The 3-inch-long fossil was entombed in fine dustlike particles - now preserved as fine-grain mudstone - during the Cambrian Period 520 million years ago in what today is the Yunnan province in China.
Found by co-author Peiyun Cong near Kunming, it belongs to the species Fuxianhuia protensa, an extinct lineage of arthropods combining advanced internal anatomy with a primitive body plan.
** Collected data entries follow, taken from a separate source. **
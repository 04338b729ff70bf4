//! Delays measured on the tick clock.
//!
//! One [`Delay`] type, two ways of waiting, picked by what it is built on:
//!
//! - `Delay<TickClock>` ([`BusyDelay`]) spins on the clock. Nothing else runs
//!   in the meantime, which is fine when there is only one thing to do.
//! - `Delay<Kernel>` ([`TaskDelay`]) blocks the calling task and lets the
//!   scheduler run something else until the deadline.
//!
//! Both compute `deadline = now + ticks` with saturating addition and return
//! only once `now >= deadline`. A zero-length delay returns immediately.

use embedded_hal::delay::DelayNs;

use crate::kernel::Kernel;
use crate::kernel::clock::{Tick, TickClock};
use crate::kernel::port::Port;

/// Something that can wait for the clock to reach a deadline.
pub trait WaitUntil {
    fn clock(&self) -> &TickClock;

    /// Returns once `clock().now() >= deadline`.
    fn wait_until(&self, deadline: Tick);
}

impl WaitUntil for TickClock {
    fn clock(&self) -> &TickClock {
        self
    }

    fn wait_until(&self, deadline: Tick) {
        while self.now() < deadline {
            core::hint::spin_loop();
        }
    }
}

impl<P: Port, const N: usize> WaitUntil for Kernel<'_, P, N> {
    fn clock(&self) -> &TickClock {
        Kernel::clock(self)
    }

    fn wait_until(&self, deadline: Tick) {
        self.sleep_until(deadline);
    }
}

/// `DelayNs` provider on top of a [`WaitUntil`].
pub struct Delay<'w, W: ?Sized> {
    waiter: &'w W,
}

/// Spins on the clock.
pub type BusyDelay<'c> = Delay<'c, TickClock>;

/// Blocks the calling task.
pub type TaskDelay<'k, 'c, P, const N: usize> = Delay<'k, Kernel<'c, P, N>>;

impl<'w, W: WaitUntil + ?Sized> Delay<'w, W> {
    pub const fn new(waiter: &'w W) -> Self {
        Self { waiter }
    }

    /// Waits for at least `ticks` ticks.
    pub fn delay_ticks(&mut self, ticks: Tick) {
        if ticks == 0 {
            return;
        }
        let deadline = self.waiter.clock().deadline_after(ticks);
        self.waiter.wait_until(deadline);
    }
}

impl<W: WaitUntil + ?Sized> DelayNs for Delay<'_, W> {
    fn delay_ns(&mut self, ns: u32) {
        let ticks = self.waiter.clock().ns_to_ticks(ns);
        self.delay_ticks(ticks);
    }

    fn delay_us(&mut self, us: u32) {
        let ticks = self.waiter.clock().us_to_ticks(us);
        self.delay_ticks(ticks);
    }

    fn delay_ms(&mut self, ms: u32) {
        let ticks = self.waiter.clock().ms_to_ticks(ms);
        self.delay_ticks(ticks);
    }
}
//! Common error definitions.

use crate::kernel::task::TaskId;

/// Alias for Result<T, Error>.
pub type Result<T> = core::result::Result<T, Error>;

/// Collection of all errors the kernel can report.
///
/// Only [`Error::ResourceExhausted`] and [`Error::NoSuchTask`] are ever handed
/// back to a caller. [`Error::Fatal`] exists so fatal conditions can be named
/// and logged; the kernel halts instead of returning one.
#[derive(Debug, Clone, Copy, Eq, PartialEq)]
#[cfg_attr(feature = "defmt", derive(defmt::Format))]
pub enum Error {
    /// Every task slot (and so every task stack) is in use.
    ResourceExhausted,
    /// The handle is stale or was never issued by this kernel.
    NoSuchTask,
    /// Scheduler state can no longer be trusted.
    Fatal(FatalError),
}

/// Unrecoverable conditions. The policy is halt-and-spin.
#[derive(Debug, Clone, Copy, Eq, PartialEq)]
#[cfg_attr(feature = "defmt", derive(defmt::Format))]
pub enum FatalError {
    /// A task's saved stack pointer left its stack, or the guard word at the
    /// bottom of the stack was overwritten.
    StackOverflow {
        /// `None` for the idle context.
        task: Option<TaskId>,
    },
    /// The context being switched out does not match what the scheduler
    /// believes is running.
    ContextCorrupted,
}

impl From<FatalError> for Error {
    fn from(error: FatalError) -> Self {
        Self::Fatal(error)
    }
}
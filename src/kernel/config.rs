//! Kernel configuration.
//!
//! Capacities are compile time (the task table and the stack pool are
//! statically sized); the scheduling quantum is a runtime [`Config`].

/// SysTick rate. One tick per millisecond.
pub const DEFAULT_TICK_HZ: u32 = 1_000;

/// Round-robin quantum, in ticks.
pub const DEFAULT_TIME_SLICE_TICKS: u32 = 1;

/// Words of stack given to every task slot (1 KiB).
pub const STACK_WORDS: usize = 256;

/// Words of stack for the internal idle context. Idle only sleeps, but the
/// stack still has to hold a full exception frame plus the saved registers.
pub const IDLE_STACK_WORDS: usize = 64;

/// Written to the lowest word of every stack and checked on each context
/// switch.
pub const STACK_CANARY: u32 = 0xC0DE_5AFE;

/// Runtime kernel settings.
#[derive(Debug, Clone, Copy, Eq, PartialEq)]
#[cfg_attr(feature = "defmt", derive(defmt::Format))]
pub struct Config {
    /// Ticks a task may run before yielding to an equal-priority peer.
    /// Zero is treated as one.
    pub time_slice_ticks: u32,
}

impl Config {
    pub const fn new() -> Self {
        Self {
            time_slice_ticks: DEFAULT_TIME_SLICE_TICKS,
        }
    }

    /// Sets the round-robin quantum.
    pub const fn time_slice(mut self, ticks: u32) -> Self {
        self.time_slice_ticks = ticks;
        self
    }

    pub(crate) const fn slice(&self) -> u32 {
        if self.time_slice_ticks == 0 {
            1
        } else {
            self.time_slice_ticks
        }
    }
}

impl Default for Config {
    fn default() -> Self {
        Self::new()
    }
}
Nicholas Strausfeld , who directs the UA Center for Insect Science, said that the animal looks simple, but its internal organization is quite elaborate. For example, the brain received many arteries, a pattern that appears very much like a modern crustacean.
In fact, Strausfeld pointed out, Fuxianhuia`s vascular system is more complex than what is found in many modern crustaceans.
He said that it appears to be the ground pattern from which others have evolved, asserting that different groups of crustaceans have vascular systems that have evolved into a variety of arrangements but they all refer back to what they see in Fuxianhuia.
Strausfeld said that over the course of evolution, certain segments of the animals` body became specialized for certain things, while others became less important and, correspondingly, certain parts of the vascular system became less elaborate.